Racism, segregation and inequality have been invisibly and pervasively embedded in
dominant cultures and social institutions for decades.
The socioeconomic factors that negatively influence health outcomes within the underserved
minority communities must be identified and contextualised within historical, political,
social and economic remits.
Acquisition of disaggregated data will be vital in identifying gaps in the social
determinants of these health disparities and tailoring global policy responses.
Introduction
As COVID-19 continues to sweep across the globe leaving thousands of victims in its
wake, preliminary data from the USA suggest that minorities, especially black people,
have been infected and killed at a disproportionate rate across the country.1 The
most recent data released by the Center for Disease Control and Prevention suggests
that black communities are disproportionately affected (when it comes to hospitalisation
and deaths) by the coronavirus. In Illinois, 37% of the total confirmed cases and
45% of COVID-19 deaths are African Americans, although they account for only 16% of
the state population.2 There have been similar trends of infections and deaths in
Michigan, Missouri, North Carolina and South Carolina. Other evidence also revealed
an over-representation of Latinos and Asians in COVID-19 infection rates when compared
with their nationwide populations.3
Similar patterns showing disproportionate infections and deaths in various parts of
the globe including Asian countries, Nordic countries and the UK have emerged. People
belonging to black and Asian ethnic groups were found to be at a higher risk of in-hospital
COVID-19 deaths partly due to deprivation compared with white people.4 5 While blacks
are more than four times more likely to die from COVID-19, individuals of Bangladeshi,
Pakistani, Chinese and mixed ethnic groups are about 1.8 times more likely to die
from the pandemic.6 Somalians in Norway have also recorded infection rates more than
10 times the national average, representing 1586 per 100 000 compared with 140 per
100 000.7 A survey in Sweden by the Public Health Agency similarly found that immigrants
from Somalia, Syria and Iraq are disproportionately infected by COVID-19; although
Somali Swedes are about 0.5% of the national population, they form 5% of confirmed
cases.8
The idea that health disparities are massively influenced by race, ethnicity and culture
is not novel. Despite significant advances in civil rights and the narrowing of differences
in morbidity and death rates among disadvantaged communities, health disparities among
ethnic groups remain a far-reaching issue globally.4 5 The world’s poorest populations
are disproportionately affected by malaria, tuberculosis and HIV/AIDS, which are the
most fatal communicable diseases in the world.6 The impoverished and under-represented
minority populations are also not spared the burden of chronic and debilitating infections
aptly termed ‘the neglected infections of poverty’.

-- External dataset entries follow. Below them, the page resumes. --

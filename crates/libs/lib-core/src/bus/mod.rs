//! # Notification Bus
//!
//! Thin at-most-once publish/subscribe fan-out that decouples "something happened" from
//! "an email must be sent".
//!
//! - [`NotificationBus::publish`] serializes with `serde_json` and logs, never returns, errors.
//! - [`NotificationBus::subscribe`] spawns a listener that invokes a [`BusHandler`] once per
//!   message. No acknowledgement, no redelivery; a message published while nobody listens is
//!   lost.
//!
//! ## Transports
//!
//! - [`RedisTransport`]: Redis pub/sub, with a reconnecting subscriber task.
//! - [`LocalTransport`]: in-process broadcast, used without Redis and in tests.

mod email;
mod local;
mod redis_transport;


pub use email::EmailRelay;
pub use local::LocalTransport;
pub use redis_transport::RedisTransport;

use async_trait::async_trait;
use serde::{de::DeserializeOwned, Serialize};
use std::sync::Arc;
use thiserror::Error;
use tokio::sync::mpsc;
use tokio::task::JoinHandle;

/// Per-subscription buffer between the transport and the handler task.
pub(crate) const SUBSCRIPTION_BUFFER: usize = 256;

#[derive(Debug, Error)]
pub enum BusError {
    #[error("bus transport error: {0}")]
    Transport(String),

    #[error("bus serialization error: {0}")]
    Serialization(String),
}

impl From<redis::RedisError> for BusError {
    fn from(err: redis::RedisError) -> Self {
        BusError::Transport(err.to_string())
    }
}

/// Broker connection used by the bus.
#[async_trait]
pub trait BusTransport: Send + Sync {
    async fn publish(&self, topic: &str, payload: String) -> Result<(), BusError>;

    /// Start receiving raw payloads for `topic`. Delivery stops when the receiver is dropped.
    async fn subscribe(&self, topic: &str) -> Result<mpsc::Receiver<String>, BusError>;
}

/// Consumer of one topic's messages.
#[async_trait]
pub trait BusHandler<T>: Send + Sync {
    async fn handle(&self, message: T) -> Result<(), String>;
}

#[derive(Clone)]
pub struct NotificationBus {
    transport: Arc<dyn BusTransport>,
}

impl NotificationBus {
    pub fn new(transport: Arc<dyn BusTransport>) -> Self {
        Self { transport }
    }

    /// In-process bus.
    pub fn local() -> Self {
        Self::new(Arc::new(LocalTransport::new()))
    }

    /// Redis pub/sub when a URL is configured, otherwise the in-process transport.
    pub async fn connect(redis_url: Option<&str>) -> Result<Self, BusError> {
        match redis_url {
            Some(url) => {
                let client = redis::Client::open(url)?;
                let transport = RedisTransport::connect(client).await?;
                tracing::info!("[BUS] Using Redis pub/sub");
                Ok(Self::new(Arc::new(transport)))
            }
            None => {
                tracing::warn!("[BUS] REDIS_URL not set, using in-process bus");
                Ok(Self::local())
            }
        }
    }

    /// Fire-and-forget publish. Returns whether the broker accepted the message.
    pub async fn publish<T: Serialize>(&self, topic: &str, payload: &T) -> bool {
        let payload = match serde_json::to_string(payload) {
            Ok(p) => p,
            Err(e) => {
                tracing::error!(topic, error = %e, "[BUS] Failed to serialize payload");
                return false;
            }
        };

        match self.transport.publish(topic, payload).await {
            Ok(()) => {
                tracing::debug!(topic, "[BUS] Published");
                true
            }
            Err(e) => {
                tracing::error!(topic, error = %e, "[BUS] Failed to publish");
                false
            }
        }
    }

    /// Spawn a listener invoking `handler` once per message on `topic`.
    ///
    /// Malformed payloads and handler errors are logged and skipped.
    pub async fn subscribe<T>(
        &self,
        topic: &str,
        handler: Arc<dyn BusHandler<T>>,
    ) -> Result<JoinHandle<()>, BusError>
    where
        T: DeserializeOwned + Send + 'static,
    {
        let mut rx = self.transport.subscribe(topic).await?;
        let topic = topic.to_string();
        tracing::info!(topic = %topic, "[BUS] Subscribed");

        Ok(tokio::spawn(async move {
            while let Some(raw) = rx.recv().await {
                let message: T = match serde_json::from_str(&raw) {
                    Ok(m) => m,
                    Err(e) => {
                        tracing::warn!(topic = %topic, error = %e, "[BUS] Dropping malformed message");
                        continue;
                    }
                };
                if let Err(e) = handler.handle(message).await {
                    tracing::error!(topic = %topic, error = %e, "[BUS] Handler failed");
                }
            }
            tracing::info!(topic = %topic, "[BUS] Subscription closed");
        }))
    }
}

Ethnic and racial discrimination and socioeconomic status (SES) are strongly associated
with many health and healthcare outcomes.9 10 Racism is associated with poor health
service use outcomes with individuals who report experiencing racism two to three
times more likely to report low satisfaction and trust in health services and professionals.11
SES indicated by income, education or occupation plays an important role in health
outcomes as individuals with relatively fewer resources may be forced to accept a
minimum wage job or unsafe working conditions to maintain a family even at the risk
to their own health. With less income, access to quality healthcare can be limited,
especially in countries with limited public healthcare. Such disadvantages result
in ethnic stigma and greater poverty which further lead to psychological distress,
mental health-related disorders, drinking problems, chronic obstructive pulmonary
disease and obesity.12 13
A large body of evidence suggests that structural inequality is a key determinant
of who gets affected by disease and its socioeconomic fallout,14–16 the most affected
being those who are most vulnerable with underlying conditions and limited access
to quality care. Such persons are also more prone to occupational exposure to infectious
diseases, including COVID-19, as they tend to have employment in restaurants, food
outlets, healthcare settings and essential services where contagion is more likely
to occur.17 These individuals are also prone to high exposure as they tend to commute
to work by public transport where it may be difficult to practice physical distancing.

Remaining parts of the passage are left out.